|
The First Art Newspaper on the Net |
 |
Established in 1996 |
|
Monday, September 22, 2025 |
|
Latitude Contemporary Art: 2011 Shortlist Announced for £10,000 Prize |
|
|
|
LONDON.- In 2010 Latitude Festival announced the launch of Latitude Contemporary Art (LCA) Exhibition and Award with the aim to continue and expand Latitude’s enormous commitment and devotion to the arts.
The LCA team comprises creator of Latitude and managing director of Festival Republic Melvin Benn; independent arts writer Louise Gray; Artes Mundi chief executive and curator Ben Borthwick; curator/deputy editor of The Wire Anne Hilde Neset; managing director of Lavish, Ami Jade Cadillac.
For the 2011 Latitude Contemporary Art programme, five artists have been commissioned to exhibit their work outdoors in the Latitude Festival’s woodland site. These are: Alice Anderson; Graham Dolphin; Andy Harper; Delaine Le Bas; Maslen & Mehra.
The overall winner of the £10,000 LCA Award is chosen by an independent panel of judges on site at Latitude Festival. The prize covers research, development, production costs and artist fees for a new piece for the LCA exhibition at the following year’s Latitude.
Graeme Miller, the artist who won last year’s inaugural LCA prize with his stunning Moth Theatre installation, will also be returning with a new work. As was the case last year, the five artists are constructing exclusive work for their Latitude commissions and the winner will be announced at a glitzy award ceremony on the Saturday evening.
The commissioned artists for 2011 are:
After studying at the Ecole Des Beaux-Arts in Paris, Alice Anderson returned to England to take an MA fine art at Goldsmiths where she started to work on autobiographical pieces based on her childhood memories in France, an ongoing exploration incarnated through film, fiction, painting and sculptural installations. In April 2011 Anderson is having her first solo exhibition at the Freud Museum London and will also be showing a major piece at All Visuals Arts to launch the new space in Kings Cross. For Latitude, Anderson will present FOLLOW ME, a large site-specific sculpture made of dolls’ hair and wax. The visitor will be invited to follow a metamorphosing hair rope through the woods in order to discover what is at the other end.
Graham Dolphin’s work appropriates objects and icons of the fashion and music industries, reforming them to reveal the obsessions and formulas of mass culture.

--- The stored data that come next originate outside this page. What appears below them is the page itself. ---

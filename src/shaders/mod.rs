// SPDX-License-Identifier: GPL-3.0-only

//! Shader source assembly
//!
//! Shader programs for the preview are composed from [`ShaderSnippet`]s,
//! each contributing variable declarations, optional helper functions and a
//! fragment of the `main` body. [`AssembledShader::assemble`] merges a list
//! of snippets into one translation unit, deduplicating shared variables
//! and rejecting contradictory declarations, so independent effects can be
//! combined without editing each other's source.
//!
//! Assembly is purely textual. Compilation happens elsewhere, against the
//! contexts owned by the graphics layer; what is validated here is source
//! coherence and, via [`validate_stage_interface`], that a vertex and a
//! fragment shader agree on the variables crossing the stage boundary.

pub mod stock;

use crate::errors::ShaderError;
use std::fmt;

/// GLSL type name for a four-component vector
pub const VEC4: &str = "vec4";
/// GLSL type name for a 4x4 matrix
pub const MAT4: &str = "mat4";
/// GLSL type name for an external camera image sampler
pub const SAMPLER_EXTERNAL_OES: &str = "samplerExternalOES";

const VERSION_DIRECTIVE: &str = "#version 310 es\n";
const PRECISION_DIRECTIVE: &str = "precision lowp float;\n";

/// Storage qualifier of a shader variable
#[derive(Debug, Clone, Copy, PartialEq, Eq, Hash)]
pub enum StorageQualifier {
    /// Local to the shader, no qualifier keyword
    None,
    Constant,
    Input,
    InputCentroid,
    Output,
    OutputCentroid,
    InputOutput,
    Uniform,
    FlatInput,
    FlatOutput,
    FlatInputOutput,
}

impl StorageQualifier {
    /// Whether variables with this qualifier are read from the prior stage
    pub fn is_input(&self) -> bool {
        matches!(
            self,
            StorageQualifier::Input
                | StorageQualifier::InputCentroid
                | StorageQualifier::InputOutput
                | StorageQualifier::FlatInput
                | StorageQualifier::FlatInputOutput
        )
    }

    /// Whether variables with this qualifier feed the next stage
    pub fn is_output(&self) -> bool {
        matches!(
            self,
            StorageQualifier::Output
                | StorageQualifier::OutputCentroid
                | StorageQualifier::InputOutput
                | StorageQualifier::FlatOutput
                | StorageQualifier::FlatInputOutput
        )
    }

    fn keyword(&self) -> &'static str {
        match self {
            StorageQualifier::None => "",
            StorageQualifier::Constant => "const",
            StorageQualifier::Input => "in",
            StorageQualifier::InputCentroid => "centroid in",
            StorageQualifier::Output => "out",
            StorageQualifier::OutputCentroid => "centroid out",
            StorageQualifier::InputOutput => "inout",
            StorageQualifier::Uniform => "uniform",
            StorageQualifier::FlatInput => "flat in",
            StorageQualifier::FlatOutput => "flat out",
            StorageQualifier::FlatInputOutput => "flat inout",
        }
    }
}

impl fmt::Display for StorageQualifier {
    fn fmt(&self, f: &mut fmt::Formatter<'_>) -> fmt::Result {
        f.write_str(self.keyword())
    }
}

/// One typed, qualified shader variable
///
/// Displays as its bare name, so snippet bodies can be built with ordinary
/// string formatting and stay in sync with the declaration.
#[derive(Debug, Clone, PartialEq, Eq)]
pub struct ShaderVariable {
    pub name: String,
    pub qualifier: StorageQualifier,
    pub ty: String,
    /// Attribute binding slot, for variables fed from vertex buffers
    pub binding: Option<u32>,
}

impl ShaderVariable {
    pub fn new(name: impl Into<String>, qualifier: StorageQualifier, ty: impl Into<String>) -> Self {
        Self {
            name: name.into(),
            qualifier,
            ty: ty.into(),
            binding: None,
        }
    }

    pub fn with_binding(
        name: impl Into<String>,
        qualifier: StorageQualifier,
        ty: impl Into<String>,
        binding: u32,
    ) -> Self {
        Self {
            name: name.into(),
            qualifier,
            ty: ty.into(),
            binding: Some(binding),
        }
    }

    /// The declaration statement emitted into the assembled source
    pub fn declaration(&self) -> String {
        let keyword = self.qualifier.keyword();
        if keyword.is_empty() {
            format!("{} {};", self.ty, self.name)
        } else {
            format!("{} {} {};", keyword, self.ty, self.name)
        }
    }

    fn agrees_with(&self, other: &ShaderVariable) -> bool {
        self.qualifier == other.qualifier && self.ty == other.ty && self.binding == other.binding
    }
}

impl fmt::Display for ShaderVariable {
    fn fmt(&self, f: &mut fmt::Formatter<'_>) -> fmt::Result {
        f.write_str(&self.name)
    }
}

/// Contribution of one effect to an assembled shader
#[derive(Debug, Clone, Default)]
pub struct ShaderSnippet {
    /// Variables this snippet declares or shares with other snippets
    pub variables: Vec<ShaderVariable>,
    /// Preprocessor lines emitted after the version directive, deduplicated
    pub header_lines: Vec<String>,
    /// Helper functions emitted before `main`
    pub functions: Vec<String>,
    /// Statements appended to the `main` body
    pub body: String,
}

impl ShaderSnippet {
    pub fn new(variables: Vec<ShaderVariable>, body: impl Into<String>) -> Self {
        Self {
            variables,
            header_lines: Vec::new(),
            functions: Vec::new(),
            body: body.into(),
        }
    }

    pub fn with_header_line(mut self, line: impl Into<String>) -> Self {
        self.header_lines.push(line.into());
        self
    }

    pub fn with_function(mut self, function: impl Into<String>) -> Self {
        self.functions.push(function.into());
        self
    }
}

/// Complete shader source assembled from snippets
#[derive(Debug, Clone)]
pub struct AssembledShader {
    code: String,
    variables: Vec<ShaderVariable>,
}

impl AssembledShader {
    /// Merge snippets into one shader translation unit
    ///
    /// Variables are deduplicated by name across snippets. Two snippets may
    /// share a variable only if they agree on qualifier, type and binding;
    /// a contradiction fails the whole assembly. Emission order is fixed:
    /// version directive, deduplicated header lines, precision directive,
    /// declarations in first-appearance order, helper functions, then the
    /// snippet bodies concatenated inside `main` in snippet order.
    pub fn assemble(snippets: &[ShaderSnippet]) -> Result<Self, ShaderError> {
        let mut variables: Vec<ShaderVariable> = Vec::new();
        for snippet in snippets {
            for variable in &snippet.variables {
                match variables.iter().find(|known| known.name == variable.name) {
                    Some(known) => {
                        if !known.agrees_with(variable) {
                            return Err(ShaderError::IncoherentVariable {
                                name: variable.name.clone(),
                            });
                        }
                    }
                    None => variables.push(variable.clone()),
                }
            }
        }

        let mut code = String::from(VERSION_DIRECTIVE);

        let mut seen_headers: Vec<&str> = Vec::new();
        for snippet in snippets {
            for line in &snippet.header_lines {
                if !seen_headers.contains(&line.as_str()) {
                    seen_headers.push(line);
                    code.push_str(line);
                    code.push('\n');
                }
            }
        }

        code.push_str(PRECISION_DIRECTIVE);

        for variable in &variables {
            code.push_str(&variable.declaration());
            code.push('\n');
        }

        for snippet in snippets {
            for function in &snippet.functions {
                code.push_str(function);
                code.push('\n');
            }
        }

        code.push_str("void main(void)\n{\n");
        for snippet in snippets {
            code.push_str(&snippet.body);
            if !snippet.body.ends_with('\n') {
                code.push('\n');
            }
        }
        code.push_str("}\n");

        Ok(Self { code, variables })
    }

    /// The assembled GLSL source
    pub fn code(&self) -> &str {
        &self.code
    }

    /// Deduplicated variables, in first-appearance order
    pub fn variables(&self) -> &[ShaderVariable] {
        &self.variables
    }
}

/// Check that a vertex and a fragment shader agree across the stage boundary
///
/// Every fragment-stage input must be fed by a vertex-stage output of the
/// same name, with matching binding and type. Vertex outputs nothing reads
/// are fine; the rasterizer simply drops them.
pub fn validate_stage_interface(
    vertex: &AssembledShader,
    fragment: &AssembledShader,
) -> Result<(), ShaderError> {
    for input in fragment.variables().iter().filter(|v| v.qualifier.is_input()) {
        let Some(output) = vertex
            .variables()
            .iter()
            .find(|v| v.name == input.name && v.qualifier.is_output())
        else {
            return Err(ShaderError::MissingStageOutput {
                name: input.name.clone(),
            });
        };
        if output.binding != input.binding {
            return Err(ShaderError::BindingMismatch {
                name: input.name.clone(),
            });
        }
        if output.ty != input.ty {
            return Err(ShaderError::TypeMismatch {
                name: input.name.clone(),
                vertex: output.ty.clone(),
                fragment: input.ty.clone(),
            });
        }
    }
    Ok(())
}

He is yet to unveil his plans for the Latitude, however his recent work has included such stunning pieces as: Bench, an exact replica of the wooden bench that sits in Viretta Park, Seattle, arbitrarily overlooking the site of Kurt Cobain’s suicide in 1994; Rock, 2010 – a re-making of a rock from Joshua Tree Memorial Park, LA, site of the failed cremation of singer Gram Parsons; Tree, 2010 – the tree in Barnes, London, where Marc Bolan crashed and lost his life and a laundry sink from the village of Vallegrande, Bolivia onto which Che Guevara’s corpse was displayed to the world in 1967 (Sink, 2011).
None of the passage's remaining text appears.